The collection is almost a spectrum of images that pass over facts, events, people, visions, and dreams, as if they were crossing an ocean of deep contemplations about the darkness of life.
Elias’s poetic images come alive, formulated within the language of texture alone. It is shrouded in mystery at times, and at times the language reveals the essence of its meanings through images that flow from the poet’s imagination to formulate a world that celebrates humans, life, and the joy of poetry.
Elias’s poetic images flow like a river, and there is no way to observe it in its eternal journey except by ascending to the highest peaks of language and its imagination. In his poem (Image), which was inscribed on the walls of Taif Sound, Elias says:
A stabbing thirst, the softest words in his hall
And get high
And Basil
The lovers raised their bowls
The act wore its agitated robe
So he walked in the honey sweat of time.
Pictures full of life

Poetic images meet on astonishing shores, thirst and an air that leaves words in it, and love that drives action to flow honey in the sweat of time.. Oh my God.. where does despair come from with these wonderful strange images, the imagination of poetry frequenting the chandelier. The image of the action goes toward its goal, so consider:
When fear prevailed
Take off the verb and make it shriveled
He cried and retired.
Here, the image of Elias and the extravagant language meet to create a dramatic theater full of life.
An image that you can see, imagine, and almost catch in its unbridled moment.
Elias’s poetry does not know despair or wandering in the spaces of the unknown, but seeks a being of creative and message value that continues to awaken those sleeping in the court of poetry to the great task that the great poets assign themselves.
A wailing wall
The poet says in an interview published in Public Opinion: “My poem is the way I know to combat the lies of history in order to reach the most beautiful and sensitive human being.”
When the sound of Taif at night is an attempt to wake up the sleepers and pull them out of the absurdity of their actions and poetry, listening to the voice of the poet-singer becomes possible, and even an enjoyable duty.

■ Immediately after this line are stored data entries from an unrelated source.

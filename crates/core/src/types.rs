use indexmap::IndexMap;
use serde::{Deserialize, Serialize};
use std::collections::BTreeSet;
use std::fmt;
use std::path::{Path, PathBuf};
use std::str::FromStr;

use crate::errors::{Error, Result};

/// Size and modification time of a file at the moment it was probed
#[derive(Debug, Clone, Copy, PartialEq, Eq, Serialize, Deserialize)]
pub struct FileStat {
    pub size: u64,
    /// Seconds since the Unix epoch
    pub modified: i64,
}

/// One file that took part in the last successful compile
#[derive(Debug, Clone, PartialEq, Eq, Serialize, Deserialize)]
pub struct SourceFileRecord {
    pub path: PathBuf,
    #[serde(rename = "filesize")]
    pub filesize_bytes: u64,
    #[serde(rename = "modified")]
    pub modified_at_epoch: i64,
}

impl SourceFileRecord {
    #[must_use]
    pub fn new(path: impl Into<PathBuf>, stat: FileStat) -> Self {
        Self {
            path: path.into(),
            filesize_bytes: stat.size,
            modified_at_epoch: stat.modified,
        }
    }

    /// Whether the probed state still matches what was recorded
    #[must_use]
    pub fn matches(&self, stat: &FileStat) -> bool {
        self.filesize_bytes == stat.size && self.modified_at_epoch == stat.modified
    }
}

/// Every file read by the last successful compile, in the order the compiler
/// reported them.
///
/// A snapshot is only ever built whole from a compile result and replaces the
/// previous one; it is never patched in place.
#[derive(Debug, Clone, Default, PartialEq, Eq, Serialize, Deserialize)]
#[serde(from = "Vec<SourceFileRecord>", into = "Vec<SourceFileRecord>")]
pub struct MetadataSnapshot {
    files: IndexMap<PathBuf, SourceFileRecord>,
}

impl MetadataSnapshot {
    #[must_use]
    pub fn new() -> Self {
        Self::default()
    }

    /// Record a file. A path reported twice keeps its first position.
    pub fn record(&mut self, record: SourceFileRecord) {
        self.files.insert(record.path.clone(), record);
    }

    #[must_use]
    pub fn get(&self, path: &Path) -> Option<&SourceFileRecord> {
        self.files.get(path)
    }

    pub fn iter(&self) -> impl Iterator<Item = (&Path, &SourceFileRecord)> {
        self.files.iter().map(|(path, record)| (path.as_path(), record))
    }

    #[must_use]
    pub fn len(&self) -> usize {
        self.files.len()
    }

    #[must_use]
    pub fn is_empty(&self) -> bool {
        self.files.is_empty()
    }
}

impl From<Vec<SourceFileRecord>> for MetadataSnapshot {
    fn from(records: Vec<SourceFileRecord>) -> Self {
        let mut snapshot = Self::new();
        for record in records {
            snapshot.record(record);
        }
        snapshot
    }
}

impl From<MetadataSnapshot> for Vec<SourceFileRecord> {
    fn from(snapshot: MetadataSnapshot) -> Self {
        snapshot.files.into_values().collect()
    }
}

impl FromIterator<SourceFileRecord> for MetadataSnapshot {
    fn from_iter<I: IntoIterator<Item = SourceFileRecord>>(iter: I) -> Self {
        let mut snapshot = Self::new();
        for record in iter {
            snapshot.record(record);
        }
        snapshot
    }
}

/// Where the stylesheet gets compiled
#[derive(Debug, Clone, Copy, Default, PartialEq, Eq, Serialize, Deserialize)]
#[serde(rename_all = "lowercase")]
pub enum CompileMode {
    /// Compile on the server and publish CSS artifacts
    #[default]
    #[serde(alias = "gpeasy", alias = "less.php")]
    Server,
    /// Ship the raw LESS source and let the browser compile it
    #[serde(alias = "less.js")]
    Client,
}

impl fmt::Display for CompileMode {
    fn fmt(&self, f: &mut fmt::Formatter<'_>) -> fmt::Result {
        match self {
            CompileMode::Server => write!(f, "server"),
            CompileMode::Client => write!(f, "client"),
        }
    }
}

impl FromStr for CompileMode {
    type Err = Error;

    fn from_str(s: &str) -> Result<Self> {
        match s.trim().to_ascii_lowercase().as_str() {
            "server" | "gpeasy" | "less.php" => Ok(CompileMode::Server),
            "client" | "less.js" => Ok(CompileMode::Client),
            other => Err(Error::configuration(format!(
                "unknown compile mode '{other}', expected 'server' or 'client'"
            ))),
        }
    }
}

/// Per-invocation build settings. The build pipeline only ever reads these.
#[derive(Debug, Clone, Default, PartialEq, Eq)]
pub struct BuildConfig {
    pub template_allow_list: BTreeSet<String>,
    pub compile_mode: CompileMode,
    pub force: bool,
    pub generate_sourcemap: bool,
    pub generate_uncompressed: bool,
}

impl BuildConfig {
    /// Returns the template name when it is one the build applies to
    #[must_use]
    pub fn active_template<'a>(&self, template: Option<&'a str>) -> Option<&'a str> {
        template.filter(|name| self.template_allow_list.contains(*name))
    }
}

/// The files a server-side build publishes
#[derive(Debug, Clone, Copy, PartialEq, Eq, Hash)]
pub enum ArtifactKind {
    CompressedCss,
    UncompressedCss,
    SourceMap,
}

impl fmt::Display for ArtifactKind {
    fn fmt(&self, f: &mut fmt::Formatter<'_>) -> fmt::Result {
        match self {
            ArtifactKind::CompressedCss => write!(f, "compressed css"),
            ArtifactKind::UncompressedCss => write!(f, "uncompressed css"),
            ArtifactKind::SourceMap => write!(f, "source map"),
        }
    }
}

#[cfg(test)]
mod tests {
    use super::*;

    fn stat(size: u64, modified: i64) -> FileStat {
        FileStat { size, modified }
    }

    #[test]
    fn test_snapshot_keeps_compiler_order() {
        let snapshot: MetadataSnapshot = vec![
            SourceFileRecord::new("/t/less/template.less", stat(10, 1)),
            SourceFileRecord::new("/t/less/vars.less", stat(20, 2)),
            SourceFileRecord::new("/t/less/mixins.less", stat(30, 3)),
        ]
        .into();

        let paths: Vec<_> = snapshot.iter().map(|(p, _)| p.to_path_buf()).collect();
        assert_eq!(
            paths,
            vec![
                PathBuf::from("/t/less/template.less"),
                PathBuf::from("/t/less/vars.less"),
                PathBuf::from("/t/less/mixins.less"),
            ]
        );
    }

    #[test]
    fn test_snapshot_json_shape() {
        let snapshot: MetadataSnapshot =
            vec![SourceFileRecord::new("/t/less/template.less", stat(14, 1700000000))].into();

        let json = serde_json::to_string(&snapshot).unwrap();
        assert_eq!(
            json,
            r#"[{"path":"/t/less/template.less","filesize":14,"modified":1700000000}]"#
        );

        let back: MetadataSnapshot = serde_json::from_str(&json).unwrap();
        assert_eq!(back, snapshot);
    }

    #[test]
    fn test_record_matches() {
        let record = SourceFileRecord::new("/a.less", stat(5, 100));
        assert!(record.matches(&stat(5, 100)));
        assert!(!record.matches(&stat(6, 100)));
        assert!(!record.matches(&stat(5, 101)));
    }

    #[test]
    fn test_compile_mode_parsing() {
        assert_eq!("server".parse::<CompileMode>().unwrap(), CompileMode::Server);
        assert_eq!("gpeasy".parse::<CompileMode>().unwrap(), CompileMode::Server);
        assert_eq!("Client".parse::<CompileMode>().unwrap(), CompileMode::Client);
        assert_eq!("less.js".parse::<CompileMode>().unwrap(), CompileMode::Client);
        assert!("browser".parse::<CompileMode>().is_err());

        let mode: CompileMode = serde_json::from_str(r#""less.js""#).unwrap();
        assert_eq!(mode, CompileMode::Client);
        assert_eq!(serde_json::to_string(&CompileMode::Server).unwrap(), r#""server""#);
    }

    #[test]
    fn test_active_template() {
        let config = BuildConfig {
            template_allow_list: ["protostar".to_string()].into_iter().collect(),
            ..Default::default()
        };
        assert_eq!(config.active_template(Some("protostar")), Some("protostar"));
        assert_eq!(config.active_template(Some("beez3")), None);
        assert_eq!(config.active_template(None), None);
    }
}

Elias Fath al-Rahman did not turn his exile into a wall to cry over the homeland, but rather he turned his exile into a tent. “I resist so as not to be uprooted… by making the nature of exile a positive one. It is a tent, not a prison.”
Throughout all of his poems, Elias’s poetry is almost devoid of the complaints of immigrant poets, as he remains in the midst of the daily actions of his homeland and its people.
The poems vary within one context, integrated with concerns that do not leave it, or in search of anxious answers to confusing questions.
In his keenness to ensure the security of poets away from the questions of livelihood, Elias says: “Unfortunately, we are still stuck in the question of livelihood and the question of survival.
Let us consider that the ordinary and natural in our country falls into the category of dream and miracle.”
From simple meanings and great values ​​(between a dream and a miracle), Elias derives his poetic energy, and you see him climbing the trunks of palm trees (by circumambulation).
I thought you were in the moment of the storm
You remain standing, my palm tree
What are you calling me for?
My reproach grows on
He directed my bleeding veins.
Then he crosses into the space of his friends or burrows into the mud of politics to explore many of the daily situations and disasters that have befallen the nation.
Then he goes beyond all of that to immerse himself in the issues of his nation, as he did in his poem (Thirty), dedicated to his friends Buland Al-Haidari and Saadi Yousuf , which fully expresses that spirit that rises in poetic action outside the frameworks of its limited geography to become a global anthem with meaning and connotation.
Thank you to the Abdel Karim Mirghani Center, which republished the poetry collection’s poems in a poetry collection called (No One Helps Horses).
I wonder how this collection, which represents a wonderful historical poetic memory, was forgotten? Elias helped us with his poetry, but he is not responsible for helping the horses of criticism!!